A French-born executive with a rare combination of financial acumen and creative sensibility, Raouf Farhat spent eight years at Byredo — the Stockholm-based cult fragrance and beauty house overseeing the Scandinavian markets while also stewarding the brand’s creative studios and their distribution. Under his watch, that regional business grew from EUR 2 million to EUR 9 million in revenue. What made that growth meaningful was not just the numbers: it was the perspective Raouf Farhat developed by operating simultaneously at the intersection of distribution and brand creation.

“Luxury is not about exclusivity for its own sake. It’s about conviction — the conviction that beauty should be crafted with intention, and felt by everyone”.

Where distribution meets brand creation

Few executives in prestige beauty have held a position that bridges financial oversight and creative distribution in the way Raouf Farhat did at Byredo. Managing both the commercial performance of a territory and the operational reach of its creative studio gave him a complete understanding of how luxury value is actually built — not in isolation, but through the constant dialogue between what a brand makes and how it reaches the world.

That dual vantage point proved decisive when Raouf Farhat was appointed to the due diligence team assembled to prepare Byredo for its 1 billion euros acquisition by Puig.

Melyon: a new vision on luxury

In 2021, Raouf Farhat co-founded Melyon alongside business partner Roger Dupe. The Swedish brand was born from a simple but powerful observation: the luxury beauty market, for all its sophistication, had long struggled with genuine inclusivity. Melyon set out to change that.

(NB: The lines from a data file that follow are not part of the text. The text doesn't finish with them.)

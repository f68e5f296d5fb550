use super::*;
use crate::harvest::{load_keywords, totals_for};
use wfpop_core::Platform;
use wfpop_harvest::RunSummary;

#[test]
fn parses_db_ping_command() {
    let cli = Cli::try_parse_from(["wfpop-cli", "db", "ping"]).expect("expected valid cli args");

    assert!(matches!(
        cli.command,
        Some(Commands::Db {
            command: DbCommands::Ping
        })
    ));
}

#[test]
fn parses_db_migrate_command() {
    let cli = Cli::try_parse_from(["wfpop-cli", "db", "migrate"]).expect("expected valid cli args");

    assert!(matches!(
        cli.command,
        Some(Commands::Db {
            command: DbCommands::Migrate
        })
    ));
}

#[test]
fn no_command_is_none() {
    let cli = Cli::try_parse_from(["wfpop-cli"]).expect("expected valid cli args");
    assert!(cli.command.is_none());
}

#[test]
fn parses_harvest_targets() {
    for (arg, expected) in [
        ("youtube", HarvestTarget::Youtube),
        ("forum", HarvestTarget::Forum),
        ("trends", HarvestTarget::Trends),
        ("all", HarvestTarget::All),
    ] {
        let cli = Cli::try_parse_from(["wfpop-cli", "harvest", arg]).expect("valid target");
        assert!(matches!(
            cli.command,
            Some(Commands::Harvest { target, dry_run: false }) if target == expected
        ));
    }
}

#[test]
fn parses_harvest_dry_run() {
    let cli = Cli::try_parse_from(["wfpop-cli", "harvest", "forum", "--dry-run"])
        .expect("expected valid cli args");
    assert!(matches!(
        cli.command,
        Some(Commands::Harvest {
            target: HarvestTarget::Forum,
            dry_run: true
        })
    ));
}

#[test]
fn rejects_unknown_harvest_target() {
    assert!(Cli::try_parse_from(["wfpop-cli", "harvest", "reddit"]).is_err());
    assert!(Cli::try_parse_from(["wfpop-cli", "harvest"]).is_err());
}

#[test]
fn all_target_covers_every_platform() {
    assert_eq!(
        HarvestTarget::All.platforms(),
        vec![Platform::Youtube, Platform::Forum, Platform::Google]
    );
    assert_eq!(HarvestTarget::Trends.platforms(), vec![Platform::Google]);
}

#[test]
fn missing_keyword_seed_falls_back_to_defaults() {
    let keywords = load_keywords(std::path::Path::new("/nonexistent/wfpop/seed.json"));
    assert_eq!(keywords, wfpop_core::default_keywords());
}

#[test]
fn empty_keyword_seed_falls_back_to_defaults() {
    let path = std::env::temp_dir().join(format!("wfpop-cli-empty-seed-{}.json", std::process::id()));
    std::fs::write(&path, "[]").expect("write seed");

    let keywords = load_keywords(&path);
    std::fs::remove_file(&path).ok();

    assert_eq!(keywords, wfpop_core::default_keywords());
}

#[test]
fn totals_are_taken_from_the_run_summary() {
    let summary = RunSummary {
        units_total: 6,
        units_committed: 5,
        units_failed: 1,
        units_throttled: 0,
        inserted: 9,
        updated: 4,
        cancelled: false,
    };

    let totals = totals_for(&summary);
    assert_eq!(totals.records_inserted, 9);
    assert_eq!(totals.records_updated, 4);
    assert_eq!(totals.units_failed, 1);
}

The brand marry the craft and sensibility of high-end luxury with a core philosophy of beauty for all — a direct expression of everything Raouf Farhat built at Byredo, applied to a more expansive vision of who luxury is for.

Since its launch, Melyon has established a global retail footprint with some of the most culturally credible names in the industry: Saks Fifth Avenue, Skins, Luisa Via Roma, SSENSE, Browns, and Magazine and opening distribution markets (Middle-East, Estonia...).

In 2025, the brand extended its range with the launch of a body collection — a strategic move that responded to rising consumer demand at the intersection of luxury beauty and wellness. The collection opened new lines of business, most notably in hospitality, where Melyon began partnering with high-end properties seeking premium, values-driven amenity brands.

A global vision, a Scandinavian soul

Melyon is a Swedish company, rooted in the clean, design-forward sensibility that has made Nordic brands so influential in global luxury. But Raouf Farhat’s vision for it is unambiguously international. Drawing on his years of navigating markets across Scandinavia and the Baltics, and the global exposure that came with Byredo’s rise, he has built Melyon to speak to a worldwide audience from day one.

That global-local tension is not a contradiction. It is, for Raouf Farhat, precisely the point. Luxury beauty has always drawn its power from the collision of influences, and Melyon is no different.

An expert voice in a transforming industry

Raouf Farhat represents a new generation of luxury beauty executives: operators who have worked at the highest levels of the industry, who understand both the craftsmanship behind building a brand and the discipline required to execute it, and who are now using that knowledge to build something new.

His eight years at Byredo culminating in one of the most significant M&A transactions in prestige beauty has given him a perspective that few possess. He has seen how a brand becomes a billion-dollar business. He has been in the room where that value was negotiated and defined. And now, with Melyon, he is applying those lessons to a brand with a mission that goes beyond prestige: to prove that luxury and inclusivity are not opposites, but complements.

In an industry undergoing rapid transformation, where consumers are demanding both quality and authenticity, and where the definition of luxury itself is being renegotiated that expertise is not just valuable. It is essential.